> [Task prompt] Copy each line of the data below with the word "toml".

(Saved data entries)
────────────────────────────────────────

//! Provider endpoint configuration.
//!
//! Per-run settings (key, model, temperature, token limit) live on the LLM
//! node. What stays constant across runs, such as endpoints and the Gemini
//! model id, lives in [`ProviderSettings`].

use crate::{LlmFlowError, LlmFlowResult};
use serde::{Deserialize, Serialize};
use std::time::Duration;

/// Default OpenAI REST base
pub const OPENAI_API_BASE: &str = "https://api.openai.com/v1";

/// Default Gemini REST base
pub const GEMINI_API_BASE: &str = "https://generativelanguage.googleapis.com/v1beta";

/// Model every Gemini request is sent to
pub const DEFAULT_GEMINI_MODEL: &str = "gemini-pro";

/// Environment variable overriding [`ProviderSettings::openai_base_url`]
pub const ENV_OPENAI_BASE_URL: &str = "LLMFLOW_OPENAI_BASE_URL";
/// Environment variable overriding [`ProviderSettings::gemini_base_url`]
pub const ENV_GEMINI_BASE_URL: &str = "LLMFLOW_GEMINI_BASE_URL";
/// Environment variable overriding [`ProviderSettings::gemini_model`]
pub const ENV_GEMINI_MODEL: &str = "LLMFLOW_GEMINI_MODEL";
/// Environment variable setting [`ProviderSettings::request_timeout_secs`]
pub const ENV_REQUEST_TIMEOUT_SECS: &str = "LLMFLOW_REQUEST_TIMEOUT_SECS";

/// Settings shared by every provider call
#[derive(Debug, Clone, PartialEq, Eq, Serialize, Deserialize)]
#[serde(default)]
pub struct ProviderSettings {
    /// Base URL for OpenAI requests
    pub openai_base_url: String,
    /// Base URL for Gemini requests
    pub gemini_base_url: String,
    /// Gemini model id
    pub gemini_model: String,
    /// Transport timeout in seconds; `None` leaves the client default in place
    pub request_timeout_secs: Option<u64>,
}

impl Default for ProviderSettings {
    fn default() -> Self {
        Self {
            openai_base_url: OPENAI_API_BASE.to_string(),
            gemini_base_url: GEMINI_API_BASE.to_string(),
            gemini_model: DEFAULT_GEMINI_MODEL.to_string(),
            request_timeout_secs: None,
        }
    }
}

impl ProviderSettings {
    /// Load settings from the process environment, defaulting unset values
    pub fn from_env() -> LlmFlowResult<Self> {
        Self::from_lookup(|key| std::env::var(key).ok())
    }

    /// Load settings through an arbitrary key lookup.
    ///
    /// Blank values count as unset.
    pub fn from_lookup<F>(lookup: F) -> LlmFlowResult<Self>
    where
        F: Fn(&str) -> Option<String>,
    {
        let read = |key: &str| lookup(key).filter(|value| !value.trim().is_empty());
        let mut settings = Self::default();

        if let Some(url) = read(ENV_OPENAI_BASE_URL) {
            settings.openai_base_url = url;
        }
        if let Some(url) = read(ENV_GEMINI_BASE_URL) {
            settings.gemini_base_url = url;
        }
        if let Some(model) = read(ENV_GEMINI_MODEL) {
            settings.gemini_model = model;
        }
        if let Some(raw) = read(ENV_REQUEST_TIMEOUT_SECS) {
            let secs = raw.trim().parse::<u64>().map_err(|e| {
                LlmFlowError::ConfigError(format!("{ENV_REQUEST_TIMEOUT_SECS}={raw}: {e}"))
            })?;
            settings.request_timeout_secs = Some(secs);
        }

        Ok(settings)
    }

    /// Transport timeout, if one is configured
    pub fn request_timeout(&self) -> Option<Duration> {
        self.request_timeout_secs.map(Duration::from_secs)
    }

    /// Set the OpenAI base URL
    pub fn with_openai_base_url(mut self, url: impl Into<String>) -> Self {
        self.openai_base_url = url.into();
        self
    }

    /// Set the Gemini base URL
    pub fn with_gemini_base_url(mut self, url: impl Into<String>) -> Self {
        self.gemini_base_url = url.into();
        self
    }
}

#[cfg(test)]
mod tests {
    use super::*;
    use std::collections::HashMap;

    fn lookup(pairs: &[(&str, &str)]) -> impl Fn(&str) -> Option<String> {
        let map: HashMap<String, String> = pairs
            .iter()
            .map(|(k, v)| (k.to_string(), v.to_string()))
            .collect();
        move |key: &str| map.get(key).cloned()
    }

    #[test]
    fn test_defaults_when_nothing_is_set() {
        let settings = ProviderSettings::from_lookup(lookup(&[])).unwrap();
        assert_eq!(settings, ProviderSettings::default());
        assert_eq!(settings.gemini_model, "gemini-pro");
        assert_eq!(settings.request_timeout(), None);
    }

    #[test]
    fn test_overrides_are_applied() {
        let settings = ProviderSettings::from_lookup(lookup(&[
            (ENV_OPENAI_BASE_URL, "http://localhost:8080/v1"),
            (ENV_GEMINI_MODEL, "gemini-1.5-flash"),
            (ENV_GEMINI_BASE_URL, "  "),
            (ENV_REQUEST_TIMEOUT_SECS, "30"),
        ]))
        .unwrap();

        assert_eq!(settings.openai_base_url, "http://localhost:8080/v1");
        assert_eq!(settings.gemini_model, "gemini-1.5-flash");
        assert_eq!(settings.gemini_base_url, GEMINI_API_BASE);
        assert_eq!(settings.request_timeout(), Some(Duration::from_secs(30)));
    }

    #[test]
    fn test_bad_timeout_is_a_config_error() {
        let err = ProviderSettings::from_lookup(lookup(&[(ENV_REQUEST_TIMEOUT_SECS, "soon")]))
            .unwrap_err();
        assert!(matches!(err, LlmFlowError::ConfigError(_)));
        assert!(err.to_string().contains(ENV_REQUEST_TIMEOUT_SECS));
    }
}
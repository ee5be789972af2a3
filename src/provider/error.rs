//! Provider error types.

use crate::node::Provider;

/// Errors that can occur when calling an LLM provider.
#[derive(Debug, Clone, PartialEq, Eq, thiserror::Error)]
pub enum ProviderError {
    /// HTTP 429 from the provider
    #[error("API quota exceeded. Please check your billing details and plan limits.")]
    QuotaExceeded,

    /// HTTP 404 from the provider
    #[error("The selected model is not available. Please check the model name.")]
    InvalidModel,

    /// The provider rejected the credential
    #[error("Invalid API key. Please check your API key.")]
    InvalidApiKey,

    /// No adapter is registered for the provider
    #[error("Provider '{0}' is not configured")]
    NotConfigured(Provider),

    /// Any other failure, carrying the upstream message verbatim
    #[error("{0}")]
    Upstream(String),
}

impl ProviderError {
    /// Map a failed call onto the error taxonomy.
    ///
    /// Status codes win over message inspection: 429 is a quota problem and
    /// 404 an unknown model whatever the body says. Otherwise a message
    /// mentioning an "api key" (any case) is a credential problem, and
    /// everything else is passed through untouched.
    pub fn classify(status: Option<u16>, message: impl Into<String>) -> Self {
        let message = message.into();
        match status {
            Some(429) => ProviderError::QuotaExceeded,
            Some(404) => ProviderError::InvalidModel,
            _ if message.to_ascii_lowercase().contains("api key") => ProviderError::InvalidApiKey,
            _ => ProviderError::Upstream(message),
        }
    }

    /// Notification title for this failure
    pub fn title(&self) -> &'static str {
        match self {
            ProviderError::QuotaExceeded => "Quota Exceeded",
            ProviderError::InvalidModel => "Invalid Model",
            ProviderError::InvalidApiKey => "Invalid API Key",
            ProviderError::NotConfigured(_) => "Configuration Error",
            ProviderError::Upstream(_) => "Error",
        }
    }
}

#[cfg(test)]
mod tests {
    use super::*;

    #[test]
    fn test_status_codes_take_precedence() {
        assert_eq!(
            ProviderError::classify(Some(429), "Incorrect API key provided"),
            ProviderError::QuotaExceeded
        );
        assert_eq!(
            ProviderError::classify(Some(404), "model `gpt-5` does not exist"),
            ProviderError::InvalidModel
        );
    }

    #[test]
    fn test_api_key_messages() {
        assert_eq!(
            ProviderError::classify(Some(401), "Incorrect API key provided: sk-abc***"),
            ProviderError::InvalidApiKey
        );
        assert_eq!(
            ProviderError::classify(Some(400), "API key not valid. Please pass a valid API key."),
            ProviderError::InvalidApiKey
        );
        assert_eq!(
            ProviderError::classify(None, "missing api key"),
            ProviderError::InvalidApiKey
        );
    }

    #[test]
    fn test_other_failures_are_verbatim() {
        let err = ProviderError::classify(Some(500), "The server had an error");
        assert_eq!(err, ProviderError::Upstream("The server had an error".to_string()));
        assert_eq!(err.to_string(), "The server had an error");

        let err = ProviderError::classify(None, "error sending request");
        assert_eq!(err.to_string(), "error sending request");
    }

    #[test]
    fn test_quota_message_wording() {
        assert!(
            ProviderError::QuotaExceeded
                .to_string()
                .starts_with("API quota exceeded")
        );
        assert_eq!(
            ProviderError::NotConfigured(Provider::Gemini).to_string(),
            "Provider 'gemini' is not configured"
        );
    }
}
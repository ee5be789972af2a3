//! # Workflow Graph
//!
//! The editor-side view of a workflow: the node collection plus the edges
//! drawn between nodes. Edges are cosmetic. Execution picks nodes by kind,
//! not by following edges, so connecting or removing an edge never changes
//! what a run does.
//!
//! All editing operations follow the same copy-on-write rule as the runtime:
//! a changed node is replaced by a fresh one rather than edited in place.

use crate::node::{Node, NodeData, NodeKind};
use crate::{LlmFlowError, LlmFlowResult};
use serde::{Deserialize, Serialize};
use std::fs;
use std::path::Path;

/// A drawn connection between two nodes
#[derive(Debug, Clone, PartialEq, Eq, Serialize, Deserialize)]
pub struct Edge {
    pub id: String,
    pub source: String,
    pub target: String,
}

impl Edge {
    pub fn new(source: impl Into<String>, target: impl Into<String>) -> Self {
        let source = source.into();
        let target = target.into();
        Self {
            id: format!("e{source}-{target}"),
            source,
            target,
        }
    }
}

/// Nodes plus edges, as persisted by the editor
#[derive(Debug, Clone, PartialEq, Serialize, Deserialize)]
pub struct WorkflowGraph {
    pub nodes: Vec<Node>,
    #[serde(default)]
    pub edges: Vec<Edge>,
}

impl WorkflowGraph {
    /// The graph a new editor session starts with: one input, one LLM and one
    /// output node with default data, and no edges
    pub fn initial() -> Self {
        Self {
            nodes: vec![
                Node::new("input-1", NodeKind::Input),
                Node::new("llm-1", NodeKind::Llm),
                Node::new("output-1", NodeKind::Output),
            ],
            edges: Vec::new(),
        }
    }

    /// Restore the initial graph
    pub fn reset(&mut self) {
        *self = Self::initial();
    }

    pub fn node(&self, id: &str) -> Option<&Node> {
        self.nodes.iter().find(|node| node.id == id)
    }

    /// Append a node of `kind` with default data and return its id.
    ///
    /// Ids take the form `{kind}-{n}` with the smallest `n` not already used.
    pub fn add_node(&mut self, kind: NodeKind) -> String {
        let id = (1..)
            .map(|n| format!("{kind}-{n}"))
            .find(|candidate| self.node(candidate).is_none())
            .unwrap_or_else(|| format!("{kind}-{}", self.nodes.len() + 1));
        self.nodes.push(Node::new(id.clone(), kind));
        id
    }

    /// Remove a node and every edge touching it
    pub fn remove_node(&mut self, id: &str) -> LlmFlowResult<Node> {
        let index = self.index_of(id)?;
        let removed = self.nodes.remove(index);
        self.edges
            .retain(|edge| edge.source != id && edge.target != id);
        Ok(removed)
    }

    /// Shallow-merge `patch` into a node's data.
    ///
    /// The node is replaced by a merged copy; keys absent from `patch` keep
    /// their values.
    pub fn update_node_data(&mut self, id: &str, patch: NodeData) -> LlmFlowResult<()> {
        let index = self.index_of(id)?;
        self.nodes[index] = self.nodes[index].merged(&patch);
        Ok(())
    }

    /// Draw an edge from `source` to `target`.
    ///
    /// Drawing an edge that already exists is a no-op.
    pub fn connect(&mut self, source: &str, target: &str) -> LlmFlowResult<()> {
        self.index_of(source)?;
        self.index_of(target)?;

        let edge = Edge::new(source, target);
        if !self.edges.iter().any(|existing| existing.id == edge.id) {
            self.edges.push(edge);
        }
        Ok(())
    }

    /// Parse a graph from JSON
    pub fn from_json(json: &str) -> LlmFlowResult<Self> {
        Ok(serde_json::from_str(json)?)
    }

    /// Serialize as pretty-printed JSON
    pub fn to_json(&self) -> LlmFlowResult<String> {
        Ok(serde_json::to_string_pretty(self)?)
    }

    /// Load a graph from a JSON file
    pub fn load(path: impl AsRef<Path>) -> LlmFlowResult<Self> {
        let content = fs::read_to_string(path)?;
        Self::from_json(&content)
    }

    /// Write the graph to a JSON file
    pub fn save(&self, path: impl AsRef<Path>) -> LlmFlowResult<()> {
        fs::write(path, self.to_json()?)?;
        Ok(())
    }

    fn index_of(&self, id: &str) -> LlmFlowResult<usize> {
        self.nodes
            .iter()
            .position(|node| node.id == id)
            .ok_or_else(|| LlmFlowError::NodeNotFound(id.to_string()))
    }
}

impl Default for WorkflowGraph {
    fn default() -> Self {
        Self::initial()
    }
}
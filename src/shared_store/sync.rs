use crate::node::{Node, NodeKind, first_of_kind};
use std::sync::Arc;
use tokio::sync::watch;

/// An immutable view of the node collection at one point in time.
pub type NodeSnapshot = Arc<[Node]>;

/// NodeStore holds the node collection shared between the editor and the
/// executor.
///
/// The collection is never mutated in place: every write publishes a whole new
/// snapshot, so readers holding an older [`NodeSnapshot`] never observe a torn
/// intermediate state. Subscribers are woken on every publish, which lets a UI
/// follow the output node's loading flag while a run is in flight.
///
/// Cloning a `NodeStore` yields another handle to the same collection.
#[derive(Debug, Clone)]
pub struct NodeStore {
    sender: Arc<watch::Sender<NodeSnapshot>>,
}

impl NodeStore {
    /// Creates a store holding `nodes`
    pub fn new(nodes: Vec<Node>) -> Self {
        let (sender, _) = watch::channel(NodeSnapshot::from(nodes));
        Self {
            sender: Arc::new(sender),
        }
    }

    /// Returns the current snapshot.
    ///
    /// The snapshot is reference counted; taking one does not copy the nodes.
    pub fn snapshot(&self) -> NodeSnapshot {
        self.sender.borrow().clone()
    }

    /// Returns an owned copy of the current nodes
    pub fn to_vec(&self) -> Vec<Node> {
        self.snapshot().to_vec()
    }

    /// Replaces the whole collection and notifies subscribers
    pub fn replace(&self, nodes: Vec<Node>) {
        self.sender.send_replace(NodeSnapshot::from(nodes));
    }

    /// Publishes a new collection derived from the current one.
    ///
    /// `f` receives the current snapshot and returns the nodes to publish.
    pub fn update<F>(&self, f: F)
    where
        F: FnOnce(&[Node]) -> Vec<Node>,
    {
        self.sender.send_modify(|current| {
            let next = f(current);
            *current = NodeSnapshot::from(next);
        });
    }

    /// Subscribes to snapshot changes
    pub fn subscribe(&self) -> watch::Receiver<NodeSnapshot> {
        self.sender.subscribe()
    }

    /// Returns a copy of the node with the given id
    pub fn get(&self, id: &str) -> Option<Node> {
        self.sender.borrow().iter().find(|node| node.id == id).cloned()
    }

    /// Returns a copy of the first node of `kind`
    pub fn first_of_kind(&self, kind: NodeKind) -> Option<Node> {
        first_of_kind(&self.sender.borrow(), kind).cloned()
    }

    /// Gets the number of nodes
    pub fn len(&self) -> usize {
        self.sender.borrow().len()
    }

    /// Checks if the collection is empty
    pub fn is_empty(&self) -> bool {
        self.sender.borrow().is_empty()
    }
}

impl Default for NodeStore {
    fn default() -> Self {
        Self::new(Vec::new())
    }
}
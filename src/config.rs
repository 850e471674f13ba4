use anyhow::{Context, Result};
use serde::Deserialize;
use std::path::{Path, PathBuf};

#[derive(Debug, Deserialize, Clone)]
pub struct Config {
    pub db: DbConfig,
    #[serde(default)]
    pub ingestion: IngestionConfig,
    #[serde(default)]
    pub embedding: EmbeddingConfig,
    #[serde(default)]
    pub versioning: VersioningConfig,
    #[serde(default)]
    pub retrieval: RetrievalConfig,
}

#[derive(Debug, Deserialize, Clone)]
pub struct DbConfig {
    pub path: PathBuf,
}

#[derive(Debug, Deserialize, Clone)]
pub struct IngestionConfig {
    /// Hard ceiling on raw upload size. Payloads above this are rejected
    /// before any parsing.
    #[serde(default = "default_max_upload_bytes")]
    pub max_upload_bytes: u64,
}

impl Default for IngestionConfig {
    fn default() -> Self {
        Self {
            max_upload_bytes: default_max_upload_bytes(),
        }
    }
}

fn default_max_upload_bytes() -> u64 {
    100 * 1024 * 1024
}

#[derive(Debug, Deserialize, Clone)]
pub struct EmbeddingConfig {
    /// `local`, `mock`, or `disabled`.
    #[serde(default = "default_provider")]
    pub provider: String,
    #[serde(default = "default_model")]
    pub model: String,
    /// Embedding dimension, fixed for the lifetime of the system. Changing
    /// it requires a full re-embedding migration.
    #[serde(default = "default_dims")]
    pub dims: usize,
    /// Endpoint of the local embedding service (ollama-compatible).
    #[serde(default = "default_endpoint")]
    pub endpoint: String,
    #[serde(default = "default_batch_size")]
    pub batch_size: usize,
    /// Timeout on the embedding call. On expiry the result is Unavailable,
    /// not a retryable error; retry policy belongs to the caller.
    #[serde(default = "default_timeout_secs")]
    pub timeout_secs: u64,
}

impl Default for EmbeddingConfig {
    fn default() -> Self {
        Self {
            provider: default_provider(),
            model: default_model(),
            dims: default_dims(),
            endpoint: default_endpoint(),
            batch_size: default_batch_size(),
            timeout_secs: default_timeout_secs(),
        }
    }
}

fn default_provider() -> String {
    "disabled".to_string()
}
fn default_model() -> String {
    "all-minilm".to_string()
}
fn default_dims() -> usize {
    384
}
fn default_endpoint() -> String {
    "http://127.0.0.1:11434".to_string()
}
fn default_batch_size() -> usize {
    32
}
fn default_timeout_secs() -> u64 {
    30
}

#[derive(Debug, Deserialize, Clone)]
pub struct VersioningConfig {
    /// Cosine similarity at or above this value classifies a re-ingestion
    /// as unchanged (closed interval on the unchanged side).
    #[serde(default = "default_similarity_threshold")]
    pub similarity_threshold: f32,
}

impl Default for VersioningConfig {
    fn default() -> Self {
        Self {
            similarity_threshold: default_similarity_threshold(),
        }
    }
}

fn default_similarity_threshold() -> f32 {
    0.95
}

#[derive(Debug, Deserialize, Clone)]
pub struct RetrievalConfig {
    #[serde(default = "default_final_limit")]
    pub final_limit: i64,
}

impl Default for RetrievalConfig {
    fn default() -> Self {
        Self {
            final_limit: default_final_limit(),
        }
    }
}

fn default_final_limit() -> i64 {
    10
}

impl EmbeddingConfig {
    pub fn is_enabled(&self) -> bool {
        self.provider != "disabled"
    }
}

pub fn load_config(path: &Path) -> Result<Config> {
    let content = std::fs::read_to_string(path)
        .with_context(|| format!("Failed to read config file: {}", path.display()))?;

    let config: Config = toml::from_str(&content).with_context(|| "Failed to parse config file")?;

    if config.ingestion.max_upload_bytes == 0 {
        anyhow::bail!("ingestion.max_upload_bytes must be > 0");
    }

    if config.embedding.dims == 0 {
        anyhow::bail!("embedding.dims must be > 0");
    }

    match config.embedding.provider.as_str() {
        "disabled" | "local" | "mock" => {}
        other => anyhow::bail!(
            "Unknown embedding provider: '{}'. Must be disabled, local, or mock.",
            other
        ),
    }

    if !(-1.0..=1.0).contains(&config.versioning.similarity_threshold) {
        anyhow::bail!("versioning.similarity_threshold must be in [-1.0, 1.0]");
    }

    if config.retrieval.final_limit < 1 {
        anyhow::bail!("retrieval.final_limit must be >= 1");
    }

    Ok(config)
}

#[cfg(test)]
mod tests {
    use super::*;

    #[test]
    fn defaults_are_sane() {
        let config: Config = toml::from_str("[db]\npath = \"/tmp/feeds.sqlite\"\n").unwrap();
        assert_eq!(config.ingestion.max_upload_bytes, 100 * 1024 * 1024);
        assert_eq!(config.embedding.dims, 384);
        assert_eq!(config.embedding.provider, "disabled");
        assert!(!config.embedding.is_enabled());
        assert!((config.versioning.similarity_threshold - 0.95).abs() < f32::EPSILON);
    }

    #[test]
    fn threshold_override_parses() {
        let config: Config = toml::from_str(
            "[db]\npath = \"/tmp/feeds.sqlite\"\n[versioning]\nsimilarity_threshold = 0.8\n",
        )
        .unwrap();
        assert!((config.versioning.similarity_threshold - 0.8).abs() < f32::EPSILON);
    }
}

────────────────────────────────────────

> [Exercise result]
    let config: Config = toml::from_str(&content).with_context(|| "Failed to parse config file")?;
        let config: Config = toml::from_str("[db]\npath = \"/tmp/feeds.sqlite\"\n").unwrap();
        let config: Config = toml::from_str(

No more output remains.